■ Your objective ■
Where does the word "format" show up in the data? Please find each such line and copy it.

■ Input for this task ■
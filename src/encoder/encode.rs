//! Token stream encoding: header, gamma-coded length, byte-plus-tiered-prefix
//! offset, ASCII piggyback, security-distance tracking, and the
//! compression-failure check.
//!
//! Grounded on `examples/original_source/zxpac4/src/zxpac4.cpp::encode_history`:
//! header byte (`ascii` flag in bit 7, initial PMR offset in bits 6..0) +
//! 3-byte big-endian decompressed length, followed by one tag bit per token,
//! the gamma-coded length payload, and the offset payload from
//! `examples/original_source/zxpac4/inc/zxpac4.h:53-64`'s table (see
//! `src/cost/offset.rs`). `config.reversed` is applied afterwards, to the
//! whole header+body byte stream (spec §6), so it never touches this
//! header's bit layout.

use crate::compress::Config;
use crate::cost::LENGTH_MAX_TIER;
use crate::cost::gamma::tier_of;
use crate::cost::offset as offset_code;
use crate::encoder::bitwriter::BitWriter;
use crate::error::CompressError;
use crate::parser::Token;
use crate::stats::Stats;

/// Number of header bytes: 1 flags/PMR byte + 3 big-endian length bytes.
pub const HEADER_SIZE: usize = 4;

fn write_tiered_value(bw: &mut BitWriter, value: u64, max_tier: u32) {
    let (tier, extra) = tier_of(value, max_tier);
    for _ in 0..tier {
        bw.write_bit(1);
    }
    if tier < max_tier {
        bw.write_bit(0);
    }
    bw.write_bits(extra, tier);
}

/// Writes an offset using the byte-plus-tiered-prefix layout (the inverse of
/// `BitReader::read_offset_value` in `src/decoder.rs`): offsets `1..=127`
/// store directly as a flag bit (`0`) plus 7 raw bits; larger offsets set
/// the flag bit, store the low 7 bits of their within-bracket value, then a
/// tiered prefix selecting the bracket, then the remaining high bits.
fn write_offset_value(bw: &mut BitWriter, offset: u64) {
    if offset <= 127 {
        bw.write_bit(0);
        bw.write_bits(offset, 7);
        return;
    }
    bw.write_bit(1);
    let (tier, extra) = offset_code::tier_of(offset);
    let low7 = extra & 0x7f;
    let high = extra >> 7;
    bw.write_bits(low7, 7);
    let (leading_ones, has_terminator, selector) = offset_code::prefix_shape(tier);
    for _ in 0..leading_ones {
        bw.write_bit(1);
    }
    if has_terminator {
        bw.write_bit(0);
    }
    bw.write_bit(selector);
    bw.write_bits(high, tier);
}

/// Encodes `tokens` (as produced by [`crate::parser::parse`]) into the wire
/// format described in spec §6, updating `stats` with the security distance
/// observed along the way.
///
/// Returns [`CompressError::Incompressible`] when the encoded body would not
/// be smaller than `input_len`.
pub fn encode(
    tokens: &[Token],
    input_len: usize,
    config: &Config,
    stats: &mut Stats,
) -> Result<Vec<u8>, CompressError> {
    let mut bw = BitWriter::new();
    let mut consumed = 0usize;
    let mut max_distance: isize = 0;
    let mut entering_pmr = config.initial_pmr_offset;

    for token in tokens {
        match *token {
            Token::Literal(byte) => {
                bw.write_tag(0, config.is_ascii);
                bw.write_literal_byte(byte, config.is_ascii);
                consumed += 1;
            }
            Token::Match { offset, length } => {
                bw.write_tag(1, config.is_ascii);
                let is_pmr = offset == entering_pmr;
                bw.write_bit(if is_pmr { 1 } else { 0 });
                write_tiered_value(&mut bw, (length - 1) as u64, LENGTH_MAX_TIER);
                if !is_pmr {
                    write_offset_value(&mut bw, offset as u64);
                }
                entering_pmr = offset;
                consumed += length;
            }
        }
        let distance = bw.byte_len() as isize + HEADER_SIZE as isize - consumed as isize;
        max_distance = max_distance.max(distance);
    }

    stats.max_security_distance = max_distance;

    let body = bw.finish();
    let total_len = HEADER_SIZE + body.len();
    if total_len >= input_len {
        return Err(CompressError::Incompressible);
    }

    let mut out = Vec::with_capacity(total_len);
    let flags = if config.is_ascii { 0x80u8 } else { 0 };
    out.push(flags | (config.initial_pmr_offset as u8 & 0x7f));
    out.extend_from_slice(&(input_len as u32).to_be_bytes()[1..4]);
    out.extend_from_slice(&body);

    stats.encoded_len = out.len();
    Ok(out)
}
---
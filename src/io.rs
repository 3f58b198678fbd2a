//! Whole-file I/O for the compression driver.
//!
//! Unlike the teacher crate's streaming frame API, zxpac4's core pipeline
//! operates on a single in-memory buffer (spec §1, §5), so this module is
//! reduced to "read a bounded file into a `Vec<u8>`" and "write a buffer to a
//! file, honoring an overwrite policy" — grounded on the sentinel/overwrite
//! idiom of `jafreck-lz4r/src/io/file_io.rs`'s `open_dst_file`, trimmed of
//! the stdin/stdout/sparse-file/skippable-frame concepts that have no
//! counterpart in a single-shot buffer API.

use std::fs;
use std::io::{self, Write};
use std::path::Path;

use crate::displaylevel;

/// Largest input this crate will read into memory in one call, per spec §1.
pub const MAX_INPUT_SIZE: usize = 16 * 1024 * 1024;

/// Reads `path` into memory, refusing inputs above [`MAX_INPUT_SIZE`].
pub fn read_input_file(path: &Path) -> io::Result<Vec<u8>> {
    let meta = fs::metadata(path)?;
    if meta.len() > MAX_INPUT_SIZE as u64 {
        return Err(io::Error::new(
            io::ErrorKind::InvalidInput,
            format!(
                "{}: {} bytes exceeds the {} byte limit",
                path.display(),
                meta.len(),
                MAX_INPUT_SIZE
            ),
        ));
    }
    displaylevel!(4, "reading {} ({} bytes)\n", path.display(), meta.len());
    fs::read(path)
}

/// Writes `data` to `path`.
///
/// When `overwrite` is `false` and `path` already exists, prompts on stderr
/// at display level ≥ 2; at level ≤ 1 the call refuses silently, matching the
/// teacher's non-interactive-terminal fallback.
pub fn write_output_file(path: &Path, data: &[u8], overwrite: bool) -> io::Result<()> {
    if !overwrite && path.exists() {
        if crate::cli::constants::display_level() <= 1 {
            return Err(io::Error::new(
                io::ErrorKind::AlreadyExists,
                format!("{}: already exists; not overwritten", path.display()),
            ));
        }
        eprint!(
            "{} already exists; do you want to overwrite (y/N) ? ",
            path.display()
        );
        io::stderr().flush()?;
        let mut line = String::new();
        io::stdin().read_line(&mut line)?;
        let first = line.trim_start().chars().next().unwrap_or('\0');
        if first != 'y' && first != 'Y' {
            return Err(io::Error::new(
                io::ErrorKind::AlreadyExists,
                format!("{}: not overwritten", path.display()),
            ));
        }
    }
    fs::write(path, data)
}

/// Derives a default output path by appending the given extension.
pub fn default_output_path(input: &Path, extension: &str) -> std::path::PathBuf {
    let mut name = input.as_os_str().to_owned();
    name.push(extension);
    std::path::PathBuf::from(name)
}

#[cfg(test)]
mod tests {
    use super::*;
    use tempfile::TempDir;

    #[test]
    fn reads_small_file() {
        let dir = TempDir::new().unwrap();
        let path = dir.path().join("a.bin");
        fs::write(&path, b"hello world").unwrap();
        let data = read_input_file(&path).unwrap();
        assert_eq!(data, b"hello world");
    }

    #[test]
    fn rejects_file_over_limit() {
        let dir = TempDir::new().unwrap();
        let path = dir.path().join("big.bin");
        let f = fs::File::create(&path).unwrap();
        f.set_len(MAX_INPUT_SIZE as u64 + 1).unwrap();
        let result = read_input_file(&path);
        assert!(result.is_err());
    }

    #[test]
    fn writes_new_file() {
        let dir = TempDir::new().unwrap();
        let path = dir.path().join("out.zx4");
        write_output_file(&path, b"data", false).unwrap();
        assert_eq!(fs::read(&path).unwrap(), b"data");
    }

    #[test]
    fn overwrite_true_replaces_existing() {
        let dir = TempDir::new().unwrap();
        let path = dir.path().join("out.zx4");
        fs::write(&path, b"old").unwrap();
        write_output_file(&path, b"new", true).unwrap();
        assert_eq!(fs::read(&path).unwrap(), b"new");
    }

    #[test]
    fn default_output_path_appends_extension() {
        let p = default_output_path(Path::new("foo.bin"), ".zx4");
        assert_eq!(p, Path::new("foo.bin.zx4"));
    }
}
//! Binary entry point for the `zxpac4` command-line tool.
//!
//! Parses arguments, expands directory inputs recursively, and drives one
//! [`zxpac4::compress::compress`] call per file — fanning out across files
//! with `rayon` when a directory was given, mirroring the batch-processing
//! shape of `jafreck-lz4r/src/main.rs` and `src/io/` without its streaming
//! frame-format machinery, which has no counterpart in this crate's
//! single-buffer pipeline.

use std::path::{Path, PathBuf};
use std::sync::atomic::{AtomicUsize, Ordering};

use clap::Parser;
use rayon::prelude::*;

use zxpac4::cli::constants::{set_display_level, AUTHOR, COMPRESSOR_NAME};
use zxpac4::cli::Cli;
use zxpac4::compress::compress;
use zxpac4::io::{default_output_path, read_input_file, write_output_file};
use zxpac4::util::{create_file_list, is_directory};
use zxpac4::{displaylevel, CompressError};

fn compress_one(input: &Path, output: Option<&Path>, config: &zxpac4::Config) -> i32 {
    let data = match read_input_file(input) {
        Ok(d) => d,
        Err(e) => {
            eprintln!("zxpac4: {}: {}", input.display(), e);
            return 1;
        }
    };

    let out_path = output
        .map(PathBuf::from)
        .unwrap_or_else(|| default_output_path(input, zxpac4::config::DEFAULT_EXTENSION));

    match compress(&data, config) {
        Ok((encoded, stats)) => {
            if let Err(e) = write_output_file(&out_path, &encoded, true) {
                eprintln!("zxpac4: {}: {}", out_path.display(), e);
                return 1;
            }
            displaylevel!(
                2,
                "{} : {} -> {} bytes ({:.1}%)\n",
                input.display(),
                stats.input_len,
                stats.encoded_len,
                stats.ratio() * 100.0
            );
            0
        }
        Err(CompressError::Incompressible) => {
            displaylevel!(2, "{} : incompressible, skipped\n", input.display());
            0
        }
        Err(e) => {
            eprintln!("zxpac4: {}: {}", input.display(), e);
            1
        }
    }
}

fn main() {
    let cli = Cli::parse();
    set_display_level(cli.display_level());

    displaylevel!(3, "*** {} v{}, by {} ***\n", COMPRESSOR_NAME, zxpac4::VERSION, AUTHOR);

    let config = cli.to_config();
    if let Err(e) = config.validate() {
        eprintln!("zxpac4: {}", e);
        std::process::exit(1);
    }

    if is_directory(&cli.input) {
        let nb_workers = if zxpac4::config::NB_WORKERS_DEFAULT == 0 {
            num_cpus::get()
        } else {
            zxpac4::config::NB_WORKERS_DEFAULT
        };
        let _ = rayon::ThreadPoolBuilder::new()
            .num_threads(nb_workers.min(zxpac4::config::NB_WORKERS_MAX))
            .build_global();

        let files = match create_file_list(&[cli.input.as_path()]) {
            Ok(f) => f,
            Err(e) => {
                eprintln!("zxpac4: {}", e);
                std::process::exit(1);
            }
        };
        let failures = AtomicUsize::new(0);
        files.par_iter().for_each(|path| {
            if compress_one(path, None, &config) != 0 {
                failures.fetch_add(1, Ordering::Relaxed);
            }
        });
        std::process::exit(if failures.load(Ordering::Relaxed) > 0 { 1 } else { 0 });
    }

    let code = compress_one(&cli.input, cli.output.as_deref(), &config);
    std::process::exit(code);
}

■ Completed exercise ■
/// format described in spec §6, updating `stats` with the security distance
            format!(
                format!("{}: already exists; not overwritten", path.display()),
                format!("{}: not overwritten", path.display()),
//! frame-format machinery, which has no counterpart in this crate's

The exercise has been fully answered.